- Opening Delimiter -

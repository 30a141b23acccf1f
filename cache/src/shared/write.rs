use super::{CacheShared, Claim, InFlight};
use crate::cell::{Outcome, ValueCell};
use crate::entry::{CacheEntry, EntryState, EntryView};
use crate::error::CacheError;
use crate::future::CacheFuture;
use crate::listener::EvictionReason;
use crate::policy::AccessEvent;
use crate::scope::{self, ComputeScope};

use std::future::Future;
use std::hash::{BuildHasher, Hash};
use std::sync::atomic::Ordering;
use std::sync::Arc;

/// How a write treats a key whose value is still being computed.
#[derive(Debug, Clone, Copy, PartialEq, Eq)]
pub(crate) enum PendingMode {
  /// Block until the computation settles, then apply the write.
  Wait,
  /// Replace the pending entry immediately. Its waiters still receive the
  /// computed value, but it is not stored.
  Supersede,
}

/// How a compute-style write issued from inside the same key's computation
/// is handled.
#[derive(Debug, Clone, Copy, PartialEq, Eq)]
pub(crate) enum Reentry {
  Fail,
  /// Replace the running computation's entry.
  Overwrite,
}

/// Whether a compute function runs for a key with no value.
#[derive(Debug, Clone, Copy, PartialEq, Eq)]
pub(crate) enum AbsentMode {
  Compute,
  Skip,
}

impl<K, V, H> CacheShared<K, V, H>
where
  K: Eq + Hash + Clone + Send + Sync + 'static,
  V: Send + Sync + 'static,
  H: BuildHasher + Clone + Send + Sync + 'static,
{
  /// Blocking get-or-compute.
  ///
  /// The owner of a missing key runs `f` with no lock held. Other callers
  /// block on the owner's cell and observe its outcome. With `retry_empty`,
  /// a caller whose awaited computation produced nothing tries to claim the
  /// key again instead of returning `None`.
  pub(crate) fn get_or_compute<F>(
    self: &Arc<Self>,
    key: &K,
    record_stats: bool,
    retry_empty: bool,
    f: F,
  ) -> Result<Option<Arc<V>>, CacheError>
  where
    F: FnOnce(&K) -> Result<Option<V>, CacheError>,
  {
    let mut f = Some(f);
    loop {
      match self.claim(key) {
        Claim::Present(value, weight) => {
          if record_stats {
            self.record_hits(1);
          }
          self.on_read(key, weight);
          return Ok(Some(value));
        }
        Claim::Waiting(cell) => {
          if scope::is_active(&cell) {
            return Err(CacheError::RecursiveUpdate);
          }
          if record_stats {
            self.record_hits(1);
          }
          match cell.wait() {
            Outcome::Value(value) => return Ok(Some(value)),
            Outcome::Empty if retry_empty => continue,
            Outcome::Empty => return Ok(None),
            Outcome::Failed(error) => return Err(error),
          }
        }
        Claim::Owner(flight) => {
          if record_stats {
            self.record_misses(1);
          }
          let Some(compute) = f.take() else {
            return Err(CacheError::Cancelled);
          };
          let result = {
            let _scope = ComputeScope::enter(flight.cell());
            compute(key)
          };
          return flight.complete(result).into_result();
        }
      }
    }
  }

  /// Non-blocking get-or-compute. The future returned by `f` runs on the
  /// spawner; every caller receives a handle to the same cell.
  pub(crate) fn get_or_spawn<F, Fut>(self: &Arc<Self>, key: &K, f: F) -> CacheFuture<V>
  where
    F: FnOnce(&K) -> Fut,
    Fut: Future<Output = Result<Option<V>, CacheError>> + Send + 'static,
  {
    match self.claim(key) {
      Claim::Present(value, weight) => {
        self.record_hits(1);
        self.on_read(key, weight);
        CacheFuture::ready(Outcome::Value(value))
      }
      Claim::Waiting(cell) => {
        self.record_hits(1);
        CacheFuture::new(cell)
      }
      Claim::Owner(flight) => {
        self.record_misses(1);
        let future = {
          let _scope = ComputeScope::enter(flight.cell());
          f(key)
        };
        let handle = flight.handle();
        self.spawn(flight.run(future));
        handle
      }
    }
  }

  /// Atomically recomputes the value for `key`.
  ///
  /// `f` sees the current value (or `None`) and returns the new one; `None`
  /// removes the mapping. `f` runs at most once, with no shard lock held,
  /// while other compute-style writers of the same key wait. Returns the
  /// value left in the cache.
  ///
  /// A compute issued from inside the key's own computation fails with
  /// `RecursiveUpdate`, unless `reentry` is `Overwrite`.
  pub(crate) fn compute<F>(
    self: &Arc<Self>,
    key: &K,
    absent: AbsentMode,
    reentry: Reentry,
    f: F,
  ) -> Result<Option<Arc<V>>, CacheError>
  where
    F: FnOnce(Option<&Arc<V>>) -> Option<V>,
  {
    let mut f = Some(f);
    loop {
      let Some(entry) = self.store.get(key) else {
        if absent == AbsentMode::Skip {
          return Ok(None);
        }
        match self.claim(key) {
          Claim::Owner(flight) => {
            let Some(compute) = f.take() else {
              return Err(CacheError::Cancelled);
            };
            let computed = {
              let _scope = ComputeScope::enter(flight.cell());
              compute(None)
            };
            return flight.untracked().complete(Ok(computed)).into_result();
          }
          Claim::Present(..) | Claim::Waiting(_) => continue,
        }
      };

      let resolved = match entry.view() {
        EntryView::Removed => continue,
        EntryView::Pending(cell) => {
          if !scope::is_active(&cell) {
            let _ = cell.wait();
            continue;
          }
          if reentry == Reentry::Fail {
            return Err(CacheError::RecursiveUpdate);
          }
          false
        }
        EntryView::Resolved(_) => true,
      };

      let reentrant = resolved && scope::is_active(&entry);
      if reentrant && reentry == Reentry::Fail {
        return Err(CacheError::RecursiveUpdate);
      }
      let _guard = (resolved && !reentrant).then(|| entry.lock_for_update());

      let previous = if resolved {
        match entry.value() {
          Some(value) => Some(value),
          None => continue,
        }
      } else {
        None
      };

      let Some(compute) = f.take() else {
        return Err(CacheError::Cancelled);
      };
      let computed = {
        let _scope = ComputeScope::enter(&entry);
        compute(previous.as_ref())
      };

      // A write that skipped the update lock may have changed the key while
      // `f` ran. The compute then counts as ordered before that write.
      return Ok(match computed {
        Some(value) => match self.install(key, Arc::new(value), &entry, previous.as_ref()) {
          Some((stored, _)) => Some(stored),
          None => self.current_value(key),
        },
        None => match self.remove_entry(key, &entry, EvictionReason::Invalidated) {
          Some(_) => None,
          None => self.current_value(key),
        },
      });
    }
  }

  /// Maps `key` to a fresh resolved entry in place of `expected`.
  ///
  /// Nothing is stored unless `expected` is still mapped in the state the
  /// caller saw: resolved when `previous` is set, pending otherwise. A
  /// refresh swapping the value in place does not count as a change.
  /// Returns the new value and the value it replaced.
  pub(crate) fn install(
    &self,
    key: &K,
    value: Arc<V>,
    expected: &Arc<CacheEntry<V>>,
    previous: Option<&Arc<V>>,
  ) -> Option<(Arc<V>, Option<Arc<V>>)> {
    let weight = self.weigh(key, &value);
    let entry = Arc::new(CacheEntry::resolved(value.clone(), weight));

    let replaced = {
      let mut shard = self.store.get_shard(key).write();
      let current = shard.get(key).filter(|current| Arc::ptr_eq(current, expected))?;
      let mut state = current.state();
      let unchanged = match &*state {
        EntryState::Resolved { .. } => previous.is_some(),
        EntryState::Pending(_) => previous.is_none(),
        EntryState::Removed => false,
      };
      if !unchanged {
        return None;
      }
      let prior = std::mem::replace(&mut *state, EntryState::Removed);
      let previous_weight = current.weight();
      drop(state);

      self.weighted_size.fetch_add(weight, Ordering::Relaxed);
      shard.insert(key.clone(), entry.clone());
      match prior {
        EntryState::Resolved { value, .. } => {
          self.weighted_size.fetch_sub(previous_weight, Ordering::Relaxed);
          Some((value, previous_weight))
        }
        EntryState::Pending(_) | EntryState::Removed => None,
      }
    };

    self.metrics.inserts.fetch_add(1, Ordering::Relaxed);
    let replaced = replaced.map(|(old, old_weight)| {
      self.record_removal(old_weight, EvictionReason::Replaced);
      self.notify(key.clone(), old.clone(), EvictionReason::Replaced);
      old
    });
    self.on_write(AccessEvent::Write(key.clone(), entry));
    Some((value, replaced))
  }

  /// The resolved value mapped for `key`, without recording a read.
  fn current_value(&self, key: &K) -> Option<Arc<V>> {
    self.store.get(key).and_then(|entry| entry.value())
  }

  /// Stores `value` for `key`, returning the value it replaced.
  ///
  /// Waits for a pending computation of the key to settle first, unless
  /// called from inside that computation.
  pub(crate) fn put(self: &Arc<Self>, key: &K, value: V) -> Option<Arc<V>> {
    let mut replaced = None;
    let stored = self.compute(key, AbsentMode::Compute, Reentry::Overwrite, |current| {
      replaced = current.cloned();
      Some(value)
    });
    if let Err(error) = stored {
      tracing::warn!(%error, "put was not applied");
    }
    replaced
  }

  /// Stores `value` only if `key` has no value. Returns the existing value
  /// if there was one.
  ///
  /// A computation in progress for the key is waited for. If it ends
  /// without a value, the key is claimed again and `value` is stored.
  pub(crate) fn put_if_absent(
    self: &Arc<Self>,
    key: &K,
    value: V,
  ) -> Result<Option<Arc<V>>, CacheError> {
    let mut value = Some(value);
    loop {
      match self.claim(key) {
        Claim::Present(current, weight) => {
          self.on_read(key, weight);
          return Ok(Some(current));
        }
        Claim::Waiting(cell) => {
          if scope::is_active(&cell) {
            return Err(CacheError::RecursiveUpdate);
          }
          if let Outcome::Value(current) = cell.wait() {
            return Ok(Some(current));
          }
        }
        Claim::Owner(flight) => {
          let Some(value) = value.take() else {
            return Err(CacheError::Cancelled);
          };
          return flight
            .untracked()
            .complete(Ok(Some(value)))
            .into_result()
            .map(|_| None);
        }
      }
    }
  }

  /// Maps `key` to a pending entry settled by `future`.
  ///
  /// Any existing entry, pending or resolved, is replaced at once.
  pub(crate) fn put_future<Fut>(self: &Arc<Self>, key: K, future: Fut) -> CacheFuture<V>
  where
    Fut: Future<Output = Result<Option<V>, CacheError>> + Send + 'static,
  {
    let cell = Arc::new(ValueCell::new());
    let entry = Arc::new(CacheEntry::pending(cell.clone()));

    let replaced = {
      let mut shard = self.store.get_shard(&key).write();
      shard.insert(key.clone(), entry.clone()).and_then(|previous| {
        let prior = std::mem::replace(&mut *previous.state(), EntryState::Removed);
        match prior {
          EntryState::Resolved { value, .. } => {
            let previous_weight = previous.weight();
            self.weighted_size.fetch_sub(previous_weight, Ordering::Relaxed);
            Some((value, previous_weight))
          }
          EntryState::Pending(_) | EntryState::Removed => None,
        }
      })
    };

    if let Some((old, old_weight)) = replaced {
      self.record_removal(old_weight, EvictionReason::Replaced);
      self.notify(key.clone(), old, EvictionReason::Replaced);
      self.on_write(AccessEvent::Remove(key.clone()));
    }

    let flight = InFlight::new(self.clone(), key, entry, cell).untracked();
    let handle = flight.handle();
    self.spawn(flight.run(future));
    handle
  }

  /// Removes the mapping for `key`, returning the value it held.
  pub(crate) fn invalidate(&self, key: &K, pending: PendingMode) -> Option<Arc<V>> {
    loop {
      let entry = self.store.get(key)?;
      match entry.view() {
        EntryView::Removed => continue,
        EntryView::Pending(cell) => {
          if pending == PendingMode::Wait && !scope::is_active(&cell) {
            let _ = cell.wait();
            continue;
          }
          match self.remove_entry(key, &entry, EvictionReason::Invalidated) {
            Some(_) => return None,
            None => continue,
          }
        }
        EntryView::Resolved(_) => {
          let locked = pending == PendingMode::Wait && !scope::is_active(&entry);
          let _guard = locked.then(|| entry.lock_for_update());
          match self.remove_entry(key, &entry, EvictionReason::Invalidated) {
            Some(previous) => return previous,
            None => continue,
          }
        }
      }
    }
  }

  /// Removes every entry, pending ones included.
  pub(crate) fn invalidate_all(&self) {
    let mut removed = Vec::new();
    {
      let _maintenance = self.maintenance_lock.lock();
      for shard in self.store.iter_shards() {
        let mut shard = shard.write();
        for (key, entry) in shard.drain() {
          let prior = std::mem::replace(&mut *entry.state(), EntryState::Removed);
          if let EntryState::Resolved { value, .. } = prior {
            let weight = entry.weight();
            self.weighted_size.fetch_sub(weight, Ordering::Relaxed);
            removed.push((key, value, weight));
          }
        }
      }
      // Queued events refer to removed entries and are skipped when drained.
      self.policy.clear();
    }

    tracing::debug!(count = removed.len(), "invalidated all entries");
    for (key, value, weight) in removed {
      self.record_removal(weight, EvictionReason::Invalidated);
      self.notify(key, value, EvictionReason::Invalidated);
    }
  }
}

- Closing Delimiter -

→ TASK ITEM
Out of the data above, transcribe exactly and only the lines starting with the line that has "is not stored." and going on through the line that has "running computation's entry.", both included.

→ WRITTEN RESPONSE
  /// computed value, but it is not stored.
  Supersede,
}

/// How a compute-style write issued from inside the same key's computation
/// is handled.
#[derive(Debug, Clone, Copy, PartialEq, Eq)]
pub(crate) enum Reentry {
  Fail,
  /// Replace the running computation's entry.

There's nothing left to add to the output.